Blue Origin's rocket reuse mission misses its main job

Blue Origin's morning launch of their New Glenn was looking like an unqualified success when the launch coverage shutdown on YouTube. The second flight of the booster named, Never Tell Me the Odds, started late due to a countdown hold for unknown reasons; starting at 7:25 AM instead of the expected 6:45 AM. The flight itself looked to be by the numbers and recovery of the booster on their recovery drone, Jacklyn, looked like it was exactly on the mark. 

The problem didn't show up for more than another hour, when the upper stage was to ignite to put the payload into the desired orbit. The payload was the second "Block 2" satellite in the internet constellation of Texas-based company AST SpaceMobile, called BlueBird 7. Its predecessor, BlueBird 6, is a phased array of antennas on a large plane. It's one of the largest satellites in space, with an antenna that spans 2,400 square feet. BlueBird 7 has the same dimensions. While not actually square in shape, for reference, that would be a square almost 49 feet on a side. The purpose is "direct to cell" coverage from orbit. 

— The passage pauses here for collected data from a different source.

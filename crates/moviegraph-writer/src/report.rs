//! Human-readable output for a finished write.

use moviegraph_core::MovieRecord;
use moviegraph_graph::queries::IncomingEdge;

use crate::error::Result;

/// The line printed on success.
pub fn confirmation(record: &MovieRecord) -> Result<String> {
    let json = serde_json::to_string(record).map_err(moviegraph_core::MovieGraphError::from)?;
    Ok(format!("Successfully created movie node: {json}"))
}

/// What `--verify` read back after the write.
#[derive(Debug, Clone)]
pub struct Verification {
    pub country_name: String,
    pub country_nodes: i64,
    pub person_total: i64,
    pub movie_total: i64,
    pub incoming: Vec<IncomingEdge>,
}

impl Verification {
    pub fn summary(&self) -> String {
        let edges = self
            .incoming
            .iter()
            .map(|e| format!("{}-[:{}]", e.source_label, e.rel_type))
            .collect::<Vec<_>>()
            .join(", ");
        format!(
            "Country \"{}\" nodes: {}; Person total: {}; Movie total: {}; movie incoming edges ({}): {}",
            self.country_name,
            self.country_nodes,
            self.person_total,
            self.movie_total,
            self.incoming.len(),
            edges
        )
    }
}

#[cfg(test)]
mod tests {
    use moviegraph_core::{MovieRequest, StoredEntity};

    use super::*;

    #[test]
    fn test_confirmation_contains_record() {
        let demo = MovieRequest::demo();
        let record = MovieRecord {
            country: StoredEntity {
                node_id: 10,
                properties: demo.country,
            },
            person: StoredEntity {
                node_id: 11,
                properties: demo.person,
            },
            movie: StoredEntity {
                node_id: 12,
                properties: demo.movie,
            },
        };

        let line = confirmation(&record).unwrap();
        assert!(line.starts_with("Successfully created movie node: {"));
        assert!(line.contains(r#""title":"The Evil""#));
        assert!(line.contains(r#""release_year":2024"#));
    }

    #[test]
    fn test_verification_summary() {
        let v = Verification {
            country_name: "USA".to_string(),
            country_nodes: 1,
            person_total: 4,
            movie_total: 5,
            incoming: vec![
                IncomingEdge {
                    rel_type: "ACTED_IN".to_string(),
                    source_label: "Person".to_string(),
                },
                IncomingEdge {
                    rel_type: "PRODUCED_IN".to_string(),
                    source_label: "Country".to_string(),
                },
            ],
        };
        assert_eq!(
            v.summary(),
            "Country \"USA\" nodes: 1; Person total: 4; Movie total: 5; movie incoming edges (2): Person-[:ACTED_IN], Country-[:PRODUCED_IN]"
        );
    }
}
// packages/engine/src/hub/mod.rs
//! Event hub
//!
//! - **Emitter**: ordered publish/subscribe with `once` support, snapshot
//!   emission, and a non-fatal listener leak warning
//! - **Listener**: identity-comparable handle around an async callback

pub mod emitter;
pub mod listener;

pub use emitter::{Emitter, DEFAULT_MAX_LISTENERS};
pub use listener::{Listener, ListenerError, ListenerFuture};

BlueBird 7 was to be deployed into orbit one hour and 15 minutes after launch. Nothing was said or streamed until about two hours after liftoff, when Blue Origin reported that something appeared to go wrong.

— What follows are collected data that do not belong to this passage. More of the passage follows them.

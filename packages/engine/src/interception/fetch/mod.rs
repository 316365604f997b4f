// packages/engine/src/interception/fetch/mod.rs
//! Fetch interceptor
//!
//! Replaces the environment's fetch entry point with [`InterceptedFetch`].
//! Every call runs a `Request` round; listeners may answer with a mocked
//! response, and otherwise the call reaches the original client.
//!
//! # Example
//!
//! ```rust,no_run
//! use netintercept_engine::interception::{ClientEnvironment, FetchInterceptor};
//! use netintercept_engine::message::{Request, Response};
//! use std::sync::Arc;
//!
//! # async fn example() -> netintercept_engine::utils::Result<()> {
//! let env = Arc::new(ClientEnvironment::from_config(&Default::default())?);
//! let interceptor = FetchInterceptor::fetch(Arc::clone(&env));
//! interceptor.apply()?;
//!
//! interceptor.on_request(|event| async move {
//!     event.request.respond_with(Response::new("mocked"));
//!     Ok(())
//! });
//!
//! let response = env.fetch(Request::get("http://localhost/users")?).await?;
//! assert_eq!(response.text().await?, "mocked");
//! # Ok(())
//! # }
//! ```

pub mod transport;

pub use transport::HyperFetchClient;

use crate::interception::environment::ClientEnvironment;
use crate::interception::events::{
    HttpEmitter, InteractiveRequest, InterceptorEvent, InterceptorEventKind, RequestId,
    ResponseEvent,
};
use crate::interception::interceptor::{Interceptor, InterceptorSetup, Subscription};
use crate::interception::registry::InterceptorSymbol;
use crate::interception::resolver::{resolve_request, Resolution};
use crate::message::{Request, Response};
use crate::utils::errors::{InterceptError, Result};
use async_trait::async_trait;
use std::sync::Arc;
use tracing::{debug, info};

const KIND: &str = "fetch";

/// Promise-style HTTP client
#[async_trait]
pub trait FetchClient: Send + Sync {
    async fn fetch(&self, request: Request) -> Result<Response>;

    /// Whether this client is an interceptor's patch
    fn is_patched(&self) -> bool {
        false
    }
}

/// Fetch entry point installed by [`FetchInterceptor`]
pub struct InterceptedFetch {
    pure: Arc<dyn FetchClient>,
    emitter: Arc<HttpEmitter>,
}

impl InterceptedFetch {
    pub fn new(pure: Arc<dyn FetchClient>, emitter: Arc<HttpEmitter>) -> Self {
        Self { pure, emitter }
    }

    async fn emit_response(
        &self,
        response: &Response,
        is_mocked: bool,
        request: &InteractiveRequest,
        request_id: RequestId,
    ) {
        let event = InterceptorEvent::Response(ResponseEvent {
            response: response.clone(),
            is_mocked,
            request: Arc::clone(request.request()),
            request_id,
        });
        self.emitter.emit(InterceptorEventKind::Response, event).await;
    }
}

fn record(outcome: &'static str) {
    metrics::counter!("intercept_requests_total", "kind" => KIND, "outcome" => outcome)
        .increment(1);
}

#[async_trait]
impl FetchClient for InterceptedFetch {
    async fn fetch(&self, request: Request) -> Result<Response> {
        let request_id = RequestId::new();
        let request = InteractiveRequest::new(request);
        debug!(
            "[fetch] {} {} {}",
            request_id,
            request.method(),
            request.url()
        );

        match resolve_request(&self.emitter, &request, request_id, KIND).await {
            Resolution::Aborted(reason) => {
                debug!("[fetch] {} aborted: {}", request_id, reason);
                record("aborted");
                Err(InterceptError::aborted(reason))
            }
            Resolution::Failed(cause) => {
                record("network_error");
                Err(InterceptError::network(cause))
            }
            Resolution::NetworkError => {
                debug!("[fetch] {} answered with a network error", request_id);
                record("network_error");
                Err(InterceptError::network("Network error"))
            }
            Resolution::Mocked(response) => {
                debug!("[fetch] {} mocked with {}", request_id, response.status());
                let response = response.with_url(request.url().clone());
                self.emit_response(&response, true, &request, request_id)
                    .await;
                record("mocked");
                Ok(response)
            }
            Resolution::Passthrough => {
                debug!("[fetch] {} no mock, performing request as-is", request_id);
                let response = self.pure.fetch((**request.request()).clone()).await?;
                self.emit_response(&response, false, &request, request_id)
                    .await;
                record("passthrough");
                Ok(response)
            }
        }
    }

    fn is_patched(&self) -> bool {
        true
    }
}

/// Patches the environment's fetch entry point
#[derive(Debug, Default, Clone, Copy)]
pub struct FetchSetup;

impl InterceptorSetup for FetchSetup {
    const SYMBOL: InterceptorSymbol = InterceptorSymbol::new("fetch");

    fn check_environment(&self, env: &ClientEnvironment) -> bool {
        env.fetch_client().is_some()
    }

    fn setup(
        &self,
        env: &Arc<ClientEnvironment>,
        emitter: &Arc<HttpEmitter>,
    ) -> Result<Vec<Subscription>> {
        let pure = env
            .fetch_client()
            .ok_or_else(|| InterceptError::Unsupported(KIND.to_string()))?;

        if pure.is_patched() {
            return Err(InterceptError::AlreadyPatched(KIND.to_string()));
        }

        env.replace_fetch(Arc::new(InterceptedFetch::new(
            Arc::clone(&pure),
            Arc::clone(emitter),
        )));
        info!("Patched the fetch entry point");

        let env = Arc::clone(env);
        Ok(vec![Box::new(move || {
            env.replace_fetch(pure);
            info!("Restored the original fetch entry point");
        })])
    }
}

/// Interceptor for the fetch entry point
pub type FetchInterceptor = Interceptor<FetchSetup>;

impl Interceptor<FetchSetup> {
    pub fn fetch(env: Arc<ClientEnvironment>) -> Self {
        Self::new(FetchSetup, env)
    }
}

#[cfg(test)]
mod tests {
    use super::*;
    use crate::hub::{Listener, ListenerError};
    use crate::interception::interceptor::InterceptorState;
    use crate::message::{AbortController, RequestInit};
    use hyper::Method;
    use parking_lot::Mutex;
    use std::sync::atomic::{AtomicUsize, Ordering};
    use std::time::Duration;

    /// Real client double answering `real:<path>` and counting calls
    #[derive(Default)]
    struct StubClient {
        calls: AtomicUsize,
    }

    #[async_trait]
    impl FetchClient for StubClient {
        async fn fetch(&self, request: Request) -> Result<Response> {
            self.calls.fetch_add(1, Ordering::SeqCst);
            Response::builder()
                .status(201)
                .header("x-real", "1")
                .body(format!("real:{}", request.url().path()))
                .build()
        }
    }

    fn setup() -> (Arc<ClientEnvironment>, Arc<StubClient>, FetchInterceptor) {
        let stub = Arc::new(StubClient::default());
        let env = Arc::new(ClientEnvironment::new().with_fetch(stub.clone()));
        let interceptor = FetchInterceptor::fetch(Arc::clone(&env));
        interceptor.apply().unwrap();
        (env, stub, interceptor)
    }

    fn collect_responses(interceptor: &FetchInterceptor) -> Arc<Mutex<Vec<ResponseEvent>>> {
        let events = Arc::new(Mutex::new(Vec::new()));
        let sink = Arc::clone(&events);
        interceptor.on_response(move |event| sink.lock().push(event));
        events
    }

    #[tokio::test]
    async fn test_mocked_response() {
        let (env, stub, interceptor) = setup();
        interceptor.on_request(|event| async move {
            event
                .request
                .respond_with(Response::builder().status(200).body("ok").build().unwrap());
            Ok(())
        });
        let responses = collect_responses(&interceptor);

        let response = env.fetch(Request::get("http://x/y").unwrap()).await.unwrap();
        assert_eq!(response.status(), 200);
        assert_eq!(response.url().map(|u| u.as_str()), Some("http://x/y"));
        assert_eq!(response.text().await.unwrap(), "ok");
        assert_eq!(stub.calls.load(Ordering::SeqCst), 0);

        let responses = responses.lock();
        assert_eq!(responses.len(), 1);
        assert!(responses[0].is_mocked);
        assert_eq!(responses[0].response.status(), 200);
    }

    #[tokio::test]
    async fn test_passthrough_without_listeners() {
        let (env, stub, interceptor) = setup();
        let responses = collect_responses(&interceptor);

        let response = env
            .fetch(Request::get("http://x/users").unwrap())
            .await
            .unwrap();

        assert_eq!(stub.calls.load(Ordering::SeqCst), 1);
        assert_eq!(response.status(), 201);
        assert_eq!(response.header("x-real").as_deref(), Some("1"));
        assert!(response.url().is_none());

        let event = responses.lock().pop().unwrap();
        assert!(!event.is_mocked);
        assert_eq!(event.response.text().await.unwrap(), "real:/users");
        assert_eq!(response.text().await.unwrap(), "real:/users");
    }

    #[tokio::test]
    async fn test_passthrough_against_real_server() {
        let addr = transport::test_server::spawn().await;
        let env = Arc::new(ClientEnvironment::new().with_fetch(Arc::new(HyperFetchClient::default())));
        let interceptor = FetchInterceptor::fetch(Arc::clone(&env));
        interceptor.apply().unwrap();
        let responses = collect_responses(&interceptor);

        let response = env
            .fetch_url(
                &format!("http://{}/books", addr),
                RequestInit::default().method(Method::POST).body("title"),
            )
            .await
            .unwrap();

        assert_eq!(response.text().await.unwrap(), "real:POST:/books:title");
        assert_eq!(responses.lock().len(), 1);
        assert!(!responses.lock()[0].is_mocked);
    }

    #[tokio::test]
    async fn test_listener_error_is_network_failure() {
        let (env, stub, interceptor) = setup();
        interceptor.on(
            InterceptorEventKind::Request,
            Listener::new(|_: InterceptorEvent| async {
                Err::<(), ListenerError>("listener exploded".into())
            }),
        );
        let responses = collect_responses(&interceptor);

        let err = env.fetch(Request::get("http://x/").unwrap()).await.unwrap_err();
        assert_eq!(err, InterceptError::network("listener exploded"));
        assert_eq!(stub.calls.load(Ordering::SeqCst), 0);
        assert!(responses.lock().is_empty());
    }

    #[tokio::test]
    async fn test_error_marker_is_network_failure() {
        let (env, _stub, interceptor) = setup();
        interceptor.on_request(|event| async move {
            event.request.respond_with(Response::error());
            Ok(())
        });

        let err = env.fetch(Request::get("http://x/").unwrap()).await.unwrap_err();
        assert!(err.is_network());
    }

    #[tokio::test]
    async fn test_mocked_error_status_is_returned() {
        let (env, _stub, interceptor) = setup();
        interceptor.on_request(|event| async move {
            event
                .request
                .respond_with(Response::builder().status(500).build().unwrap());
            Ok(())
        });

        let response = env.fetch(Request::get("http://x/").unwrap()).await.unwrap();
        assert_eq!(response.status(), 500);
        assert!(!response.ok());
    }

    #[tokio::test]
    async fn test_abort_before_resolution() {
        let (env, stub, interceptor) = setup();
        interceptor.on_request(|event| async move {
            tokio::time::sleep(Duration::from_secs(30)).await;
            event.request.respond_with(Response::new("late"));
            Ok(())
        });
        let responses = collect_responses(&interceptor);

        let controller = AbortController::new();
        let request = Request::new(
            "http://x/",
            RequestInit::default().signal(controller.signal()),
        )
        .unwrap();

        let abort = controller.clone();
        tokio::spawn(async move {
            tokio::time::sleep(Duration::from_millis(10)).await;
            abort.abort("navigation");
        });

        let err = env.fetch(request).await.unwrap_err();
        assert_eq!(err, InterceptError::aborted("navigation"));
        assert_eq!(stub.calls.load(Ordering::SeqCst), 0);
        assert!(responses.lock().is_empty());
    }

    #[tokio::test]
    async fn test_already_aborted_signal() {
        let (env, _stub, _interceptor) = setup();
        let controller = AbortController::new();
        controller.abort_default();

        let request = Request::new(
            "http://x/",
            RequestInit::default().signal(controller.signal()),
        )
        .unwrap();
        let err = env.fetch(request).await.unwrap_err();
        assert!(err.is_aborted());
    }

    #[tokio::test]
    async fn test_dispose_restores_original_client() {
        let (env, stub, interceptor) = setup();
        assert!(env.fetch_client().unwrap().is_patched());

        interceptor.dispose();
        assert_eq!(interceptor.state(), InterceptorState::Disposed);
        assert!(!env.fetch_client().unwrap().is_patched());

        env.fetch(Request::get("http://x/").unwrap()).await.unwrap();
        assert_eq!(stub.calls.load(Ordering::SeqCst), 1);
    }

    #[tokio::test]
    async fn test_already_patched_entry_point() {
        let stub: Arc<dyn FetchClient> = Arc::new(StubClient::default());
        let patched = Arc::new(InterceptedFetch::new(stub, Arc::new(HttpEmitter::new())));
        let env = Arc::new(ClientEnvironment::new().with_fetch(patched));

        let interceptor = FetchInterceptor::fetch(env);
        let err = interceptor.apply().unwrap_err();
        assert_eq!(err, InterceptError::AlreadyPatched("fetch".to_string()));
        assert_eq!(interceptor.state(), InterceptorState::Inactive);
    }

    #[tokio::test]
    async fn test_second_interceptor_shares_single_patch() {
        let (env, _stub, first) = setup();
        let second = FetchInterceptor::fetch(Arc::clone(&env));
        second.apply().unwrap();
        assert!(second.is_adopted());

        second.on_request(|event| async move {
            event.request.respond_with(Response::new("from second"));
            Ok(())
        });

        let response = env.fetch(Request::get("http://x/").unwrap()).await.unwrap();
        assert_eq!(response.text().await.unwrap(), "from second");

        // The owner still holds the patch after the adopter leaves
        second.dispose();
        assert!(env.fetch_client().unwrap().is_patched());
        first.dispose();
        assert!(!env.fetch_client().unwrap().is_patched());
    }

    #[tokio::test]
    async fn test_response_event_fires_once_per_request() {
        let (env, _stub, interceptor) = setup();
        interceptor.on_request(|event| async move {
            if event.request.url().path() == "/mocked" {
                event.request.respond_with(Response::new("mock"));
            }
            Ok(())
        });
        let responses = collect_responses(&interceptor);

        let (a, b) = tokio::join!(
            env.fetch(Request::get("http://x/mocked").unwrap()),
            env.fetch(Request::get("http://x/real").unwrap()),
        );
        a.unwrap();
        b.unwrap();

        let responses = responses.lock();
        assert_eq!(responses.len(), 2);
        assert_ne!(responses[0].request_id, responses[1].request_id);
        let mocked: Vec<bool> = responses.iter().map(|e| e.is_mocked).collect();
        assert!(mocked.contains(&true) && mocked.contains(&false));
    }
}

"We have confirmed payload separation. AST SpaceMobile has confirmed the satellite has powered on," Blue Origin wrote in a social media update. "The payload was placed into an off-nominal orbit. We are currently assessing and will update when we have more detailed information."

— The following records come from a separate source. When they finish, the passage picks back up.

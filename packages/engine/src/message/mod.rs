// packages/engine/src/message/mod.rs
//! Request and response records shared by every interceptor

pub mod body;
pub mod headers;
pub mod request;
pub mod response;
pub mod signal;

pub use body::{Body, Chunk};
pub use request::{Credentials, Request, RequestInit};
pub use response::{Response, ResponseBuilder, ResponseKind};
pub use signal::{AbortController, AbortSignal, DEFAULT_ABORT_REASON};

A little later on Sunday, AST SpaceMobile provided its own update, and the news was not good.

"While the satellite separated from the launch vehicle and powered on, the altitude is too low to sustain operations with its on-board thruster technology and will [be] de-orbited," the company said in a statement. "The cost of the satellite is expected to be recovered under the company’s insurance policy."

An artist's concept of a giant AST SpaceMobile BlueBird mobile broadband satellite for smartphone connectivity. (Image credit: AST SpaceMobile)

In my mind any mission that ends with a statement like, "the cost of the satellite is expected to be recovered under the company’s insurance policy" was a failure - so even though the booster performed remarkably well, that's not the point of the mission. The point of the mission, what the customer is paying for, is to put their payload into its assigned orbit. Reusability is tremendously important but that's after the primary mission has been completed. 

The drive to increase the pace of the Artemis moon missions could quite possibly be affected by this second stage failure. It was mentioned recently that Blue Origin's Blue Moon Mark 1 lunar lander was being shipped across the Gulf of America to the space coast here for testing to continue. The goal is to test that lander and SpaceX's Human Landing System on next year's Artemis 3 mission. There are many, many ways to delay that and only one way to accelerate it; to be perfect all the time.



1 comment:

  1. That sucks for BO. Though I pretty much hate the bastards due to being more interested in lawfare than actually producing a working product, I still don't want them to fail when carrying someone else's stuff.

    What is it? Is SpaceX the only company that makes space seem relatively easy? And celebrates their failures as a learning moment?